» Exercise goal
Output the material exactly, with every line intact.

═══ Records supplied

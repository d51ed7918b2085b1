//! Presentation model: what the meter window shows for a reading.
//!
//! The controller reports through [`MeterPresenter`]; [`MeterView`] turns
//! those callbacks into the values the egui window paints:
//!
//! | Reading | Text | Fill | Label |
//! |---------|------|------|-------|
//! | none (after reset) | `-- dB SPL` | 0 % | none |
//! | 30.0 | `30.0 dB SPL` | 0 % | Low |
//! | 65.0 | `65.0 dB SPL` | 50 % | Average |
//! | 85.0 | `85.0 dB SPL` | 78.6 % | High |
//! | 100.0+ | `…` | 100 % | Extremely High |

use crate::audio::{CaptureError, DecibelReading};
use crate::config::UiConfig;

// ---------------------------------------------------------------------------
// Controls
// ---------------------------------------------------------------------------

/// Enablement of the Start / Stop buttons.
#[derive(Debug, Clone, Copy, PartialEq, Eq)]
pub struct Controls {
    pub start_enabled: bool,
    pub stop_enabled: bool,
}

impl Controls {
    /// Nothing running: only Start is available.
    pub fn idle() -> Self {
        Self {
            start_enabled: true,
            stop_enabled: false,
        }
    }

    /// Acquiring or measuring: only Stop is available.
    pub fn active() -> Self {
        Self {
            start_enabled: false,
            stop_enabled: true,
        }
    }
}

impl Default for Controls {
    fn default() -> Self {
        Self::idle()
    }
}

// ---------------------------------------------------------------------------
// MeterPresenter
// ---------------------------------------------------------------------------

/// Receiver of everything the controller wants shown.
pub trait MeterPresenter {
    /// A fresh reading, once per tick.
    fn on_reading(&mut self, reading: DecibelReading);
    /// Measurement stopped: clear the reading.
    fn on_reset(&mut self);
    fn on_controls(&mut self, controls: Controls);
    /// A capture failure the user must act on.
    fn on_error(&mut self, error: &CaptureError);
}

// ---------------------------------------------------------------------------
// LevelLabel
// ---------------------------------------------------------------------------

/// Qualitative description of a reading.
#[derive(Debug, Clone, Copy, PartialEq, Eq)]
pub enum LevelLabel {
    Low,
    Average,
    High,
    ExtremelyHigh,
}

impl LevelLabel {
    /// Bucket a displayed (one-decimal) reading.  85.0 is still `High`.
    pub fn for_db(db: f64) -> Self {
        if db < 50.0 {
            LevelLabel::Low
        } else if db < 70.0 {
            LevelLabel::Average
        } else if db <= 85.0 {
            LevelLabel::High
        } else {
            LevelLabel::ExtremelyHigh
        }
    }

    pub fn text(self) -> &'static str {
        match self {
            LevelLabel::Low => "Low",
            LevelLabel::Average => "Average",
            LevelLabel::High => "High",
            LevelLabel::ExtremelyHigh => "Extremely High",
        }
    }
}

/// A reading rounded to the single decimal the UI shows.
pub fn displayed_db(reading: DecibelReading) -> f64 {
    (reading.db() * 10.0).round() / 10.0
}

// ---------------------------------------------------------------------------
// MeterScale
// ---------------------------------------------------------------------------

/// Decibel span of the bar.  Readings outside it pin the bar to an end.
#[derive(Debug, Clone, Copy, PartialEq)]
pub struct MeterScale {
    pub floor_db: f64,
    pub ceiling_db: f64,
}

impl Default for MeterScale {
    fn default() -> Self {
        Self {
            floor_db: 30.0,
            ceiling_db: 100.0,
        }
    }
}

impl MeterScale {
    pub fn from_config(ui: &UiConfig) -> Self {
        Self {
            floor_db: ui.meter_floor_db,
            ceiling_db: ui.meter_ceiling_db,
        }
    }

    /// Bar fill in percent, `[0, 100]`.
    pub fn fill_percent(&self, db: f64) -> f64 {
        let span = self.ceiling_db - self.floor_db;
        if !(span > 0.0) || !db.is_finite() {
            return 0.0;
        }
        ((db - self.floor_db) * 100.0 / span).clamp(0.0, 100.0)
    }
}

// ---------------------------------------------------------------------------
// MeterView
// ---------------------------------------------------------------------------

/// Everything the meter window renders, updated through [`MeterPresenter`].
#[derive(Debug, Clone)]
pub struct MeterView {
    scale: MeterScale,
    reading: Option<DecibelReading>,
    controls: Controls,
    error: Option<String>,
}

impl MeterView {
    pub fn new(scale: MeterScale) -> Self {
        Self {
            scale,
            reading: None,
            controls: Controls::idle(),
            error: None,
        }
    }

    pub fn reading(&self) -> Option<DecibelReading> {
        self.reading
    }

    /// `"72.4 dB SPL"`, or `"-- dB SPL"` with no reading.
    pub fn text(&self) -> String {
        match self.reading {
            Some(r) => format!("{:.1} dB SPL", displayed_db(r)),
            None => "-- dB SPL".to_string(),
        }
    }

    pub fn fill_percent(&self) -> f64 {
        self.reading
            .map(|r| self.scale.fill_percent(r.db()))
            .unwrap_or(0.0)
    }

    pub fn label(&self) -> Option<LevelLabel> {
        self.reading.map(|r| LevelLabel::for_db(displayed_db(r)))
    }

    pub fn controls(&self) -> Controls {
        self.controls
    }

    pub fn error_message(&self) -> Option<&str> {
        self.error.as_deref()
    }
}

impl Default for MeterView {
    fn default() -> Self {
        Self::new(MeterScale::default())
    }
}

impl MeterPresenter for MeterView {
    fn on_reading(&mut self, reading: DecibelReading) {
        self.reading = Some(reading);
    }

    fn on_reset(&mut self) {
        self.reading = None;
    }

    fn on_controls(&mut self, controls: Controls) {
        // Start was pressed: the previous failure is no longer relevant.
        if !controls.start_enabled {
            self.error = None;
        }
        self.controls = controls;
    }

    fn on_error(&mut self, error: &CaptureError) {
        self.error = Some(error.user_message().to_string());
    }
}

// ---------------------------------------------------------------------------
// Tests
// ---------------------------------------------------------------------------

══════

» Response for this exercise
repository d51ed7918b2085b1
//! Presentation model: what the meter window shows for a reading.
//!
//! The controller reports through [`MeterPresenter`]; [`MeterView`] turns
//! those callbacks into the values the egui window paints:
//!
//! | Reading | Text | Fill | Label |
//! |---------|------|------|-------|
//! | none (after reset) | `-- dB SPL` | 0 % | none |
//! | 30.0 | `30.0 dB SPL` | 0 % | Low |
//! | 65.0 | `65.0 dB SPL` | 50 % | Average |
//! | 85.0 | `85.0 dB SPL` | 78.6 % | High |
//! | 100.0+ | `…` | 100 % | Extremely High |

use crate::audio::{CaptureError, DecibelReading};
use crate::config::UiConfig;

// ---------------------------------------------------------------------------
// Controls
// ---------------------------------------------------------------------------

/// Enablement of the Start / Stop buttons.
#[derive(Debug, Clone, Copy, PartialEq, Eq)]
pub struct Controls {
    pub start_enabled: bool,
    pub stop_enabled: bool,
}

impl Controls {
    /// Nothing running: only Start is available.
    pub fn idle() -> Self {
        Self {
            start_enabled: true,
            stop_enabled: false,
        }
    }

    /// Acquiring or measuring: only Stop is available.
    pub fn active() -> Self {
        Self {
            start_enabled: false,
            stop_enabled: true,
        }
    }
}

impl Default for Controls {
    fn default() -> Self {
        Self::idle()
    }
}

// ---------------------------------------------------------------------------
// MeterPresenter
// ---------------------------------------------------------------------------

/// Receiver of everything the controller wants shown.
pub trait MeterPresenter {
    /// A fresh reading, once per tick.
    fn on_reading(&mut self, reading: DecibelReading);
    /// Measurement stopped: clear the reading.
    fn on_reset(&mut self);
    fn on_controls(&mut self, controls: Controls);
    /// A capture failure the user must act on.
    fn on_error(&mut self, error: &CaptureError);
}

// ---------------------------------------------------------------------------
// LevelLabel
// ---------------------------------------------------------------------------

/// Qualitative description of a reading.
#[derive(Debug, Clone, Copy, PartialEq, Eq)]
pub enum LevelLabel {
    Low,
    Average,
    High,
    ExtremelyHigh,
}

impl LevelLabel {
    /// Bucket a displayed (one-decimal) reading.  85.0 is still `High`.
    pub fn for_db(db: f64) -> Self {
        if db < 50.0 {
            LevelLabel::Low
        } else if db < 70.0 {
            LevelLabel::Average
        } else if db <= 85.0 {
            LevelLabel::High
        } else {
            LevelLabel::ExtremelyHigh
        }
    }

    pub fn text(self) -> &'static str {
        match self {
            LevelLabel::Low => "Low",
            LevelLabel::Average => "Average",
            LevelLabel::High => "High",
            LevelLabel::ExtremelyHigh => "Extremely High",
        }
    }
}

/// A reading rounded to the single decimal the UI shows.
pub fn displayed_db(reading: DecibelReading) -> f64 {
    (reading.db() * 10.0).round() / 10.0
}

// ---------------------------------------------------------------------------
// MeterScale
// ---------------------------------------------------------------------------

/// Decibel span of the bar.  Readings outside it pin the bar to an end.
#[derive(Debug, Clone, Copy, PartialEq)]
pub struct MeterScale {
    pub floor_db: f64,
    pub ceiling_db: f64,
}

impl Default for MeterScale {
    fn default() -> Self {
        Self {
            floor_db: 30.0,
            ceiling_db: 100.0,
        }
    }
}

impl MeterScale {
    pub fn from_config(ui: &UiConfig) -> Self {
        Self {
            floor_db: ui.meter_floor_db,
            ceiling_db: ui.meter_ceiling_db,
        }
    }

    /// Bar fill in percent, `[0, 100]`.
    pub fn fill_percent(&self, db: f64) -> f64 {
        let span = self.ceiling_db - self.floor_db;
        if !(span > 0.0) || !db.is_finite() {
            return 0.0;
        }
        ((db - self.floor_db) * 100.0 / span).clamp(0.0, 100.0)
    }
}

// ---------------------------------------------------------------------------
// MeterView
// ---------------------------------------------------------------------------

/// Everything the meter window renders, updated through [`MeterPresenter`].
#[derive(Debug, Clone)]
pub struct MeterView {
    scale: MeterScale,
    reading: Option<DecibelReading>,
    controls: Controls,
    error: Option<String>,
}

impl MeterView {
    pub fn new(scale: MeterScale) -> Self {
        Self {
            scale,
            reading: None,
            controls: Controls::idle(),
            error: None,
        }
    }

    pub fn reading(&self) -> Option<DecibelReading> {
        self.reading
    }

    /// `"72.4 dB SPL"`, or `"-- dB SPL"` with no reading.
    pub fn text(&self) -> String {
        match self.reading {
            Some(r) => format!("{:.1} dB SPL", displayed_db(r)),
            None => "-- dB SPL".to_string(),
        }
    }

    pub fn fill_percent(&self) -> f64 {
        self.reading
            .map(|r| self.scale.fill_percent(r.db()))
            .unwrap_or(0.0)
    }

    pub fn label(&self) -> Option<LevelLabel> {
        self.reading.map(|r| LevelLabel::for_db(displayed_db(r)))
    }

    pub fn controls(&self) -> Controls {
        self.controls
    }

    pub fn error_message(&self) -> Option<&str> {
        self.error.as_deref()
    }
}

impl Default for MeterView {
    fn default() -> Self {
        Self::new(MeterScale::default())
    }
}

impl MeterPresenter for MeterView {
    fn on_reading(&mut self, reading: DecibelReading) {
        self.reading = Some(reading);
    }

    fn on_reset(&mut self) {
        self.reading = None;
    }

    fn on_controls(&mut self, controls: Controls) {
        // Start was pressed: the previous failure is no longer relevant.
        if !controls.start_enabled {
            self.error = None;
        }
        self.controls = controls;
    }

    fn on_error(&mut self, error: &CaptureError) {
        self.error = Some(error.user_message().to_string());
    }
}

// ---------------------------------------------------------------------------
// Tests
// ---------------------------------------------------------------------------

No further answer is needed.